Unfortunately, lack of familiarity with the complete analytical paradigm used for
this analysis of acidbase disorders has led some to focus on the designations
base deficit and base excess as guides to bicarbonate or acid therapy in
chronic respiratory disorders. In addition, discrepancies between the buffering
characteristics of plasma, blood, and whole body have also been cited as potential
weaknesses in a system for assessing acidbase disorders which relies on in vitro
CO2 titration methods. We, therefore, recommend that the physiologic evaluation
of the patient be the mode of analysis of acidbase disorders rather than an
emphasis on derived formulae.

Penggunaan Normogram
Seperti yang telah diindikasikan sebelumnya, buffer tubuh dan respon ginjal dapat
diprediksi pada perubahan PCO2 meskipun respon ventilatorik terhadap HCO3-
juga dapat diprediksi. Perubahan bikarbonat dan pH berkaitan dengan waktu
sehingga perubahan yang lebih besar dapat terjadi setelah beberapa hari jika
dibandingkan dengan satu jam pertama. Alur perubahan PCO2 dan HCO3- terhadap
gangguan ditunjukan oleh gamabar 17-4. Deviasi dapat diinterpretasikan sebagai
refleksi proses selain respon kompensasi. Sebagai contoh, pada seorang pasien
dengan penyakit kronis saluran napas obstuktif, faktor lain yang memberikan efek
pada status asam basa adalah konsentrasi kalium pada plasma, volume ECF,
deplesi klorida, diuretik, hipoperfusi renal, dan adanya penyakit ginjal. Kasus
seperti hiperkapnik post alkalosis dapat didiskusikan pada bagian berikutnya.

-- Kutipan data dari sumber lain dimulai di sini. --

//! Thin wrappers over the raw POSIX primitives the launcher and signal core
//! need directly (`fork`, `pipe`, `dup2`, `execvp`, `waitpid`, `setpgid`).
//!
//! `std::process::Command` cannot express this crate's job-leader shape: a
//! forked child that itself forks further grandchildren and aggregates their
//! exit statuses before exiting (§4.4). So the launcher drops to `libc`
//! directly, in the style of `hniksic-rust-subprocess::posix`.

use std::ffi::CString;
use std::io;
use std::os::unix::io::RawFd;
use std::ptr;

fn check(rc: libc::c_int) -> io::Result<libc::c_int> {
    if rc < 0 { Err(io::Error::last_os_error()) } else { Ok(rc) }
}

/// `fork(2)`. Returns 0 in the child, the child's pid in the parent.
///
/// # Safety
/// After a fork, only async-signal-safe operations are well-defined until
/// `execvp`/`_exit`. Callers must not allocate through paths that could
/// deadlock on a lock held by another (now-nonexistent) thread; this shell
/// is single-threaded, so ordinary allocation is safe in practice, matching
/// `job_control.rs`'s treatment of the post-fork child.
pub unsafe fn fork() -> io::Result<libc::pid_t> {
    check(unsafe { libc::fork() })
}

pub fn pipe() -> io::Result<(RawFd, RawFd)> {
    let mut fds = [0 as libc::c_int; 2];
    check(unsafe { libc::pipe(fds.as_mut_ptr()) })?;
    Ok((fds[0], fds[1]))
}

pub fn dup2(old: RawFd, new: RawFd) -> io::Result<()> {
    check(unsafe { libc::dup2(old, new) })?;
    Ok(())
}

pub fn close(fd: RawFd) {
    unsafe { libc::close(fd) };
}

pub fn open_read(path: &str) -> io::Result<RawFd> {
    let c = CString::new(path).map_err(|_| io::Error::from(io::ErrorKind::InvalidInput))?;
    check(unsafe { libc::open(c.as_ptr(), libc::O_RDONLY) })
}

pub fn open_write_truncate(path: &str, mode: libc::mode_t) -> io::Result<RawFd> {
    let c = CString::new(path).map_err(|_| io::Error::from(io::ErrorKind::InvalidInput))?;
    check(unsafe {
        libc::open(c.as_ptr(), libc::O_CREAT | libc::O_TRUNC | libc::O_WRONLY, mode as libc::c_uint)
    })
}

/// `execvp(3)`: never returns on success.
pub fn execvp(program: &str, args: &[String]) -> io::Error {
    let Ok(c_program) = CString::new(program) else {
        return io::Error::from(io::ErrorKind::InvalidInput);
    };
    let c_args: Vec<CString> = match args.iter().map(|a| CString::new(a.as_str())).collect() {
        Ok(v) => v,
        Err(_) => return io::Error::from(io::ErrorKind::InvalidInput),
    };
    let mut argv: Vec<*const libc::c_char> = c_args.iter().map(|a| a.as_ptr()).collect();
    argv.push(ptr::null());

    unsafe { libc::execvp(c_program.as_ptr(), argv.as_ptr()) };
    io::Error::last_os_error()
}

/// Exit the current process without running destructors (post-fork, async-signal-safe).
pub fn exit_now(code: i32) -> ! {
    unsafe { libc::_exit(code) }
}

pub fn setpgid(pid: libc::pid_t, pgid: libc::pid_t) -> io::Result<()> {
    let rc = unsafe { libc::setpgid(pid, pgid) };
    if rc == 0 {
        return Ok(());
    }
    let err = io::Error::last_os_error();
    match err.raw_os_error() {
        // Already exec'd or gone; best-effort is fine, matching job_control.rs.
        Some(code) if code == libc::EACCES || code == libc::ESRCH => Ok(()),
        _ => Err(err),
    }
}

pub fn getpid() -> libc::pid_t {
    unsafe { libc::getpid() }
}

/// Resolve the invoking user's home directory via the user database
/// (`getpwuid(getuid())->pw_dir`), not `$HOME` directly — matching
/// `original_source/tsh/bookmark.c::get_home_dir()`, which never reads the
/// environment. Returns `None` if the current uid has no passwd entry or
/// the entry has no home directory set.
pub fn home_dir() -> Option<String> {
    let pw = unsafe { libc::getpwuid(libc::getuid()) };
    if pw.is_null() {
        return None;
    }
    let dir = unsafe { (*pw).pw_dir };
    if dir.is_null() {
        return None;
    }
    let c_str = unsafe { std::ffi::CStr::from_ptr(dir) };
    c_str.to_str().ok().filter(|s| !s.is_empty()).map(str::to_string)
}

/// Send `sig` to process or process group `pid` (negative for a group).
/// `ESRCH` (already gone) is treated as success.
pub fn kill(pid: libc::pid_t, sig: libc::c_int) -> io::Result<()> {
    let rc = unsafe { libc::kill(pid, sig) };
    if rc == 0 {
        return Ok(());
    }
    let err = io::Error::last_os_error();
    if err.raw_os_error() == Some(libc::ESRCH) {
        return Ok(());
    }
    Err(err)
}

pub enum WaitStatus {
    /// No child changed state (only returned for `WNOHANG` polls).
    NoChange,
    Exited { pid: libc::pid_t, code: i32 },
    Signaled { pid: libc::pid_t, signal: i32 },
    Stopped { pid: libc::pid_t, signal: i32 },
}

/// Decode a raw `wait(2)` status word into exit code / signal-termination
/// shell semantics (128+signal for signalled exits), matching `status.rs`.
pub fn decode_exit_code(raw_status: libc::c_int) -> i32 {
    if unsafe { libc::WIFEXITED(raw_status) } {
        unsafe { libc::WEXITSTATUS(raw_status) }
    } else if unsafe { libc::WIFSIGNALED(raw_status) } {
        128 + unsafe { libc::WTERMSIG(raw_status) }
    } else {
        1
    }
}

/// Blocking `waitpid(pid, WUNTRACED)` — used by the grandchild reaper inside
/// a job leader, which does block (it has nothing else to do but aggregate
/// its own pipeline's exit statuses).
pub fn waitpid_blocking(pid: libc::pid_t) -> io::Result<WaitStatus> {
    loop {
        let mut raw = 0;
        let rc = unsafe { libc::waitpid(pid, &mut raw, libc::WUNTRACED) };
        if rc < 0 {
            let err = io::Error::last_os_error();
            if err.raw_os_error() == Some(libc::EINTR) {
                continue;
            }
            return Err(err);
        }
        return Ok(classify(rc, raw));
    }
}

/// Non-blocking `waitpid(-1, WUNTRACED | WNOHANG)` — the core of the
/// `SIGCHLD` handler's reaping loop (§4.6). Returns `NoChange` once there is
/// nothing left to report; `ECHILD` (no children at all) is folded into
/// `NoChange` rather than an error, matching the original `sigchld_handler`.
pub fn waitpid_nonblocking_any() -> io::Result<WaitStatus> {
    let mut raw = 0;
    let rc = unsafe { libc::waitpid(-1, &mut raw, libc::WUNTRACED | libc::WNOHANG) };
    if rc == 0 {
        return Ok(WaitStatus::NoChange);
    }
    if rc < 0 {
        let err = io::Error::last_os_error();
        if err.raw_os_error() == Some(libc::ECHILD) {
            return Ok(WaitStatus::NoChange);
        }
        return Err(err);
    }
    Ok(classify(rc, raw))
}

fn classify(pid: libc::pid_t, raw: libc::c_int) -> WaitStatus {
    if unsafe { libc::WIFSTOPPED(raw) } {
        WaitStatus::Stopped { pid, signal: unsafe { libc::WSTOPSIG(raw) } }
    } else if unsafe { libc::WIFSIGNALED(raw) } {
        WaitStatus::Signaled { pid, signal: unsafe { libc::WTERMSIG(raw) } }
    } else {
        WaitStatus::Exited { pid, code: decode_exit_code(raw) }
    }
}

/// Write a byte slice directly with `write(2)`, bypassing any buffered,
/// allocating I/O layer. The only output primitive safe to call from a
/// signal handler (§4.6).
pub fn write_raw(fd: RawFd, bytes: &[u8]) {
    let mut off = 0;
    while off < bytes.len() {
        let rc = unsafe {
            libc::write(fd, bytes[off..].as_ptr() as *const libc::c_void, bytes.len() - off)
        };
        if rc <= 0 {
            break;
        }
        off += rc as usize;
    }
}

pub const STDOUT_FD: RawFd = libc::STDOUT_FILENO;
pub const STDERR_FD: RawFd = libc::STDERR_FILENO;
pub const STDIN_FD: RawFd = libc::STDIN_FILENO;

Pada evaluasi gangguan asam basa, riwayat penyakit dan pemeriksaan fisik sangat
berharga karena dapat mengetahui proses perjalanan penyakit. Komposisi darah,
berfokus pada elektrolit serum dan gas darah, kemudian dapat diperiksa untuk
dicek kesesuaiannya dengan hasil pemeriksaan fisik. Namun, pada penggunaan
map asam basa (gambar 17-4), ingatlah bahwa map hanya berasal dari seseorang
dengan satu penyakit saja. Map tidak akan berlaku pada seseorang dengan kondisi
lebih dari satu penyakit. Sebagai contoh, pada seorang pasien dengan penyakit
kronis saluran udara obstruktif yang sputumnya sudah berubah menjadi purulen
dan telah mengalami mual dan muntah, kedua hal ini dapat memunculkan adanya
alkalosis metabolik dan asidosis respiratorik akut. Bagaimanapun juga penerapan
nilai gas darah arteri pasien ini (ccontoh pH =7.25 dan PCO 2 = 75 mmHg)
terhadap map asam basa akan menyebakan terjadinya kesimpulan yang salah.
Dengan demikian, klinisi harus mengintegrasikan data laboratorium dengan
pemeriksaan fisik untuk menganalisis gangguan klinis pada gangguan asam basa.